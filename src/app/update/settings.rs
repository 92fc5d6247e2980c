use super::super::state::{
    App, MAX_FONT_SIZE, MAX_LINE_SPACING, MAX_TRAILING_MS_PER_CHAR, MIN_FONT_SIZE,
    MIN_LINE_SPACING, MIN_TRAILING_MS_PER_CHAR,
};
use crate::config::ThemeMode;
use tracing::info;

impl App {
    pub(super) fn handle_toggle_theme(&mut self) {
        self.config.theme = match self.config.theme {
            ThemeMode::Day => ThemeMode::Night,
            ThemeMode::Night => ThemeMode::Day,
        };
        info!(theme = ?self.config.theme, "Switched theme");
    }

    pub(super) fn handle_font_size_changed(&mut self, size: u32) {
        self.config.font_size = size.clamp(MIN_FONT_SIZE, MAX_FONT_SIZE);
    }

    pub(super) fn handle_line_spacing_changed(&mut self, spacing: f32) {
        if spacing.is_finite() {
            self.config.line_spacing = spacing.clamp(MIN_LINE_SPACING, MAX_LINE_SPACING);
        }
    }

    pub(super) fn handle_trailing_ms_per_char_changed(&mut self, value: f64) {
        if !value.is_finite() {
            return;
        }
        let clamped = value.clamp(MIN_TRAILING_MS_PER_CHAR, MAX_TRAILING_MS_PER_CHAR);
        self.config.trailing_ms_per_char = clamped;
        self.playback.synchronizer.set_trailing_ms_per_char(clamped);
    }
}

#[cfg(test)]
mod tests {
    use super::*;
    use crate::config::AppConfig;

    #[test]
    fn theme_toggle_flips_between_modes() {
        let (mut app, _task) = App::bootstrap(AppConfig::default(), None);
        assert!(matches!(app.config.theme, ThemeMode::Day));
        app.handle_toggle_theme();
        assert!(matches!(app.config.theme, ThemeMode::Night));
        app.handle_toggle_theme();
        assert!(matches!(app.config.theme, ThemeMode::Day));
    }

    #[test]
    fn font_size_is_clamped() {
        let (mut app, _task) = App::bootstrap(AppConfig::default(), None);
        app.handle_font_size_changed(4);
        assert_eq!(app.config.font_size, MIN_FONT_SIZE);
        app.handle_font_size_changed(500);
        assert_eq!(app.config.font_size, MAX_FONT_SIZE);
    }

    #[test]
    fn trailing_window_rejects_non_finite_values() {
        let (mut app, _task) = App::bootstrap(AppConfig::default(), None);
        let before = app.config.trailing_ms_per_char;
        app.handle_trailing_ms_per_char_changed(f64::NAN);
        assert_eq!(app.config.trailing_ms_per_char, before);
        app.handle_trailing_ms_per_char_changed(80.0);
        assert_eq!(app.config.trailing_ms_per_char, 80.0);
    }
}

Exercise prompt: Give the exact lines, and only those, from the line containing "pub(super) fn handle_line_spacing_changed(&mut" through the line containing "assert!(matches!(app.config.theme, ThemeMode::Night));" in the entries above.

Problem solution:
    pub(super) fn handle_line_spacing_changed(&mut self, spacing: f32) {
        if spacing.is_finite() {
            self.config.line_spacing = spacing.clamp(MIN_LINE_SPACING, MAX_LINE_SPACING);
        }
    }

    pub(super) fn handle_trailing_ms_per_char_changed(&mut self, value: f64) {
        if !value.is_finite() {
            return;
        }
        let clamped = value.clamp(MIN_TRAILING_MS_PER_CHAR, MAX_TRAILING_MS_PER_CHAR);
        self.config.trailing_ms_per_char = clamped;
        self.playback.synchronizer.set_trailing_ms_per_char(clamped);
    }
}

#[cfg(test)]
mod tests {
    use super::*;
    use crate::config::AppConfig;

    #[test]
    fn theme_toggle_flips_between_modes() {
        let (mut app, _task) = App::bootstrap(AppConfig::default(), None);
        assert!(matches!(app.config.theme, ThemeMode::Day));
        app.handle_toggle_theme();
        assert!(matches!(app.config.theme, ThemeMode::Night));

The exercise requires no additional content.